Continuants can be geminated word-medially.

===Vowels===

Vowel phonemes
|  | Front | Central | Back |
|---|---|---|---|
| Close | i ⟨i⟩ | ɨ ⟨ï⟩ | u ⟨u⟩ |
| Mid |  | ə | o |
| Open |  | a |  |

===Phonotactics===
The maximum syllable structure in Qimant is CVC, which implies that consonant clusters are only allowed word-medially. In loanwords from Amharic there may also be consonant-clusters within a syllable.

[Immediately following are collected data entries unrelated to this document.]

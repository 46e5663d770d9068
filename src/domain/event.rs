use chrono::{DateTime, Datelike, Utc};
use serde::{Deserialize, Serialize};
use uuid::Uuid;

use crate::error::{LeadflowError, Result};

use super::lead::ScoreCategory;

/// Broad grouping recorded alongside each event type
#[derive(Debug, Clone, Copy, PartialEq, Eq, Serialize, Deserialize)]
#[serde(rename_all = "snake_case")]
pub enum EventCategory {
    Web,
    Email,
    Linkedin,
    Portal,
    Conference,
    Crm,
}

impl EventCategory {
    pub fn as_str(&self) -> &'static str {
        match self {
            EventCategory::Web => "web",
            EventCategory::Email => "email",
            EventCategory::Linkedin => "linkedin",
            EventCategory::Portal => "portal",
            EventCategory::Conference => "conference",
            EventCategory::Crm => "crm",
        }
    }

    /// Category implied by a producer source when the payload omits one
    pub fn for_source(source: &str) -> Self {
        match source {
            "website" | "web" => EventCategory::Web,
            "lemlist" | "email" | "smtp" => EventCategory::Email,
            "waalaxy" | "linkedin" => EventCategory::Linkedin,
            "portal" => EventCategory::Portal,
            "conference" | "import" => EventCategory::Conference,
            _ => EventCategory::Crm,
        }
    }
}

impl TryFrom<&str> for EventCategory {
    type Error = String;

    fn try_from(s: &str) -> std::result::Result<Self, String> {
        match s {
            "web" => Ok(EventCategory::Web),
            "email" => Ok(EventCategory::Email),
            "linkedin" => Ok(EventCategory::Linkedin),
            "portal" => Ok(EventCategory::Portal),
            "conference" => Ok(EventCategory::Conference),
            "crm" => Ok(EventCategory::Crm),
            other => Err(format!("unknown event category: {other}")),
        }
    }
}

/// Identifier set used to deduplicate leads across platforms
#[derive(Debug, Clone, Default, Serialize, Deserialize)]
pub struct LeadIdentifier {
    #[serde(default)]
    pub email: Option<String>,
    #[serde(default)]
    pub portal_id: Option<String>,
    #[serde(default)]
    pub waalaxy_id: Option<String>,
    #[serde(default)]
    pub linkedin_url: Option<String>,
    #[serde(default)]
    pub lemlist_id: Option<String>,
}

impl LeadIdentifier {
    pub fn is_empty(&self) -> bool {
        self.email.is_none()
            && self.portal_id.is_none()
            && self.waalaxy_id.is_none()
            && self.linkedin_url.is_none()
            && self.lemlist_id.is_none()
    }

    /// Email lowered for case-insensitive matching
    pub fn normalized_email(&self) -> Option<String> {
        self.email
            .as_deref()
            .map(str::trim)
            .filter(|e| !e.is_empty())
            .map(|e| e.to_ascii_lowercase())
    }

    /// LinkedIn URL with the host lowercased and trailing slash stripped
    pub fn normalized_linkedin(&self) -> Option<String> {
        let raw = self.linkedin_url.as_deref().map(str::trim)?;
        if raw.is_empty() {
            return None;
        }
        match url::Url::parse(raw) {
            Ok(mut parsed) => {
                if let Some(host) = parsed.host_str().map(|h| h.to_ascii_lowercase()) {
                    let _ = parsed.set_host(Some(&host));
                }
                let mut out = parsed.to_string();
                while out.ends_with('/') {
                    out.pop();
                }
                Some(out)
            }
            // Not a parseable URL; match on the trimmed raw value
            Err(_) => Some(raw.trim_end_matches('/').to_string()),
        }
    }
}

/// Wire shape of an ingested event (the external producer contract)
#[derive(Debug, Clone, Serialize, Deserialize)]
pub struct IngestEvent {
    pub event_type: String,
    pub source: String,
    pub occurred_at: DateTime<Utc>,
    pub lead_identifier: LeadIdentifier,
    #[serde(default)]
    pub event_category: Option<String>,
    #[serde(default)]
    pub metadata: serde_json::Map<String, serde_json::Value>,
    #[serde(default)]
    pub correlation_id: Option<String>,
    #[serde(default)]
    pub campaign_id: Option<String>,
    #[serde(default)]
    pub utm_source: Option<String>,
    #[serde(default)]
    pub utm_medium: Option<String>,
    #[serde(default)]
    pub utm_campaign: Option<String>,
}

impl IngestEvent {
    /// Validate the external contract. Violations are terminal, never retried.
    pub fn validate(&self) -> Result<()> {
        if self.event_type.trim().is_empty() {
            return Err(LeadflowError::Validation(
                "event_type must not be empty".to_string(),
            ));
        }
        if self.source.trim().is_empty() {
            return Err(LeadflowError::Validation(
                "source must not be empty".to_string(),
            ));
        }
        if self.lead_identifier.is_empty() {
            return Err(LeadflowError::Validation(
                "lead_identifier must carry at least one identifier".to_string(),
            ));
        }
        if let Some(category) = &self.event_category {
            EventCategory::try_from(category.as_str()).map_err(LeadflowError::Validation)?;
        }
        Ok(())
    }

    pub fn category(&self) -> EventCategory {
        self.event_category
            .as_deref()
            .and_then(|c| EventCategory::try_from(c).ok())
            .unwrap_or_else(|| EventCategory::for_source(&self.source))
    }
}

/// Immutable stored record of one observed interaction
#[derive(Debug, Clone, Serialize, Deserialize)]
pub struct MarketingEvent {
    pub id: Uuid,
    pub lead_id: Uuid,
    pub event_type: String,
    pub event_category: EventCategory,
    pub source: String,
    pub occurred_at: DateTime<Utc>,
    pub metadata: serde_json::Map<String, serde_json::Value>,
    pub correlation_id: Option<String>,
    pub campaign_id: Option<String>,
    pub utm_source: Option<String>,
    pub utm_medium: Option<String>,
    pub utm_campaign: Option<String>,
    /// Post-processing annotations
    pub score_points: Option<i32>,
    pub score_category: Option<ScoreCategory>,
    pub processed_at: Option<DateTime<Utc>>,
    pub created_at: DateTime<Utc>,
}

impl MarketingEvent {
    pub fn metadata_value(&self, key: &str) -> Option<&serde_json::Value> {
        self.metadata.get(key)
    }
}

/// Partition suffix for the month an event occurred in, e.g. `y2026m01`
pub fn partition_suffix(occurred_at: DateTime<Utc>) -> String {
    format!("y{:04}m{:02}", occurred_at.year(), occurred_at.month())
}

/// First day of the occurrence month and of the following month (UTC),
/// used as partition range bounds.
pub fn partition_bounds(occurred_at: DateTime<Utc>) -> (DateTime<Utc>, DateTime<Utc>) {
    let year = occurred_at.year();
    let month = occurred_at.month();
    let start = first_of_month(year, month);
    let end = if month == 12 {
        first_of_month(year + 1, 1)
    } else {
        first_of_month(year, month + 1)
    };
    (start, end)
}

fn first_of_month(year: i32, month: u32) -> DateTime<Utc> {
    chrono::NaiveDate::from_ymd_opt(year, month, 1)
        .and_then(|d| d.and_hms_opt(0, 0, 0))
        .map(|naive| DateTime::from_naive_utc_and_offset(naive, Utc))
        // Month is always 1-12 here
        .unwrap_or_else(Utc::now)
}

#[cfg(test)]
mod tests {
    use super::*;
    use chrono::TimeZone;

    fn event_with_identifier(identifier: LeadIdentifier) -> IngestEvent {
        IngestEvent {
            event_type: "page_visited".to_string(),
            source: "website".to_string(),
            occurred_at: Utc.with_ymd_and_hms(2026, 1, 21, 12, 10, 0).unwrap(),
            lead_identifier: identifier,
            event_category: None,
            metadata: serde_json::Map::new(),
            correlation_id: None,
            campaign_id: None,
            utm_source: None,
            utm_medium: None,
            utm_campaign: None,
        }
    }

    #[test]
    fn test_missing_identifiers_rejected() {
        let event = event_with_identifier(LeadIdentifier::default());
        let err = event.validate().unwrap_err();
        assert_eq!(err.code(), "validation");
    }

    #[test]
    fn test_email_normalization() {
        let identifier = LeadIdentifier {
            email: Some("  Professor@Uni-Freiburg.DE ".to_string()),
            ..Default::default()
        };
        assert_eq!(
            identifier.normalized_email().as_deref(),
            Some("professor@uni-freiburg.de")
        );
    }

    #[test]
    fn test_linkedin_normalization() {
        let identifier = LeadIdentifier {
            linkedin_url: Some("https://WWW.LinkedIn.com/in/ada-lovelace/".to_string()),
            ..Default::default()
        };
        assert_eq!(
            identifier.normalized_linkedin().as_deref(),
            Some("https://www.linkedin.com/in/ada-lovelace")
        );
    }

    #[test]
    fn test_category_fallback_by_source() {
        let event = event_with_identifier(LeadIdentifier {
            email: Some("x@y.com".to_string()),
            ..Default::default()
        });
        assert_eq!(event.category(), EventCategory::Web);

        let mut portal = event.clone();
        portal.source = "portal".to_string();
        assert_eq!(portal.category(), EventCategory::Portal);

        let mut tagged = event;
        tagged.event_category = Some("conference".to_string());
        assert_eq!(tagged.category(), EventCategory::Conference);
    }

    #[test]
    fn test_partition_naming_and_bounds() {
        let at = Utc.with_ymd_and_hms(2026, 12, 31, 23, 59, 59).unwrap();
        assert_eq!(partition_suffix(at), "y2026m12");
        let (start, end) = partition_bounds(at);
        assert_eq!(start, Utc.with_ymd_and_hms(2026, 12, 1, 0, 0, 0).unwrap());
        assert_eq!(end, Utc.with_ymd_and_hms(2027, 1, 1, 0, 0, 0).unwrap());
    }

    #[test]
    fn test_wire_shape_deserializes() {
        let raw = r#"{
            "event_type": "roi_calculator_submitted",
            "source": "portal",
            "occurred_at": "2026-01-21T12:10:00Z",
            "lead_identifier": { "email": "x@y.com" },
            "metadata": { "samples_per_month": 200 },
            "correlation_id": "3a1d9c7e-7a44-4b1e-8f0f-1c2c8f4b9d21",
            "campaign_id": "q1",
            "utm_source": "google", "utm_medium": "cpc", "utm_campaign": "q1_launch"
        }"#;
        let event: IngestEvent = serde_json::from_str(raw).unwrap();
        assert!(event.validate().is_ok());
        assert_eq!(event.category(), EventCategory::Portal);
        assert_eq!(
            event.metadata.get("samples_per_month"),
            Some(&serde_json::json!(200))
        );
    }
}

Vowel clusters are not allowed.

===Phonological processes===
Consonant clusters with more than two consonants are broken up by inserting the epenthetic vowel //ɨ//. Other phonological processes are nasal assimilation and devoicing of //ɡ// at word boundaries.

===Prosody===
The prosodic features of Qimant have not been studied yet.

==Grammar==

===Morphology===
The personal marking system distinguishes between first person singular and plural, second person singular, polite, and plural, and third person masculine, feminine and plural. On the verb, all inflectional categories are marked by suffixes. Zelealem (2003, p. 192) identifies three different aspect forms in Qimant: Perfective, Imperfective and Progressive. Like in other Central Cushitic languages, the numbers one to nine go back to an ancient quinary system, where the suffix //-ta// added to the numbers two to four results in the numbers six to nine (2-4 are three numbers, 6-9 are four numbers).

===Syntax===
The basic constituent order in Qimant, like in all other Afro-Asiatic languages of Ethiopia, is SOV. The presence of a case marking system allows for other, more marked orders. In the noun phrase the head noun follows its modifiers. Numbers, however, can also follow the head noun. All kind of subordinate clauses precede the main verb of the sentence.

==Vocabulary==
As a consequence of the looming language death, many items of the vocabulary have already been replaced by Amharic words.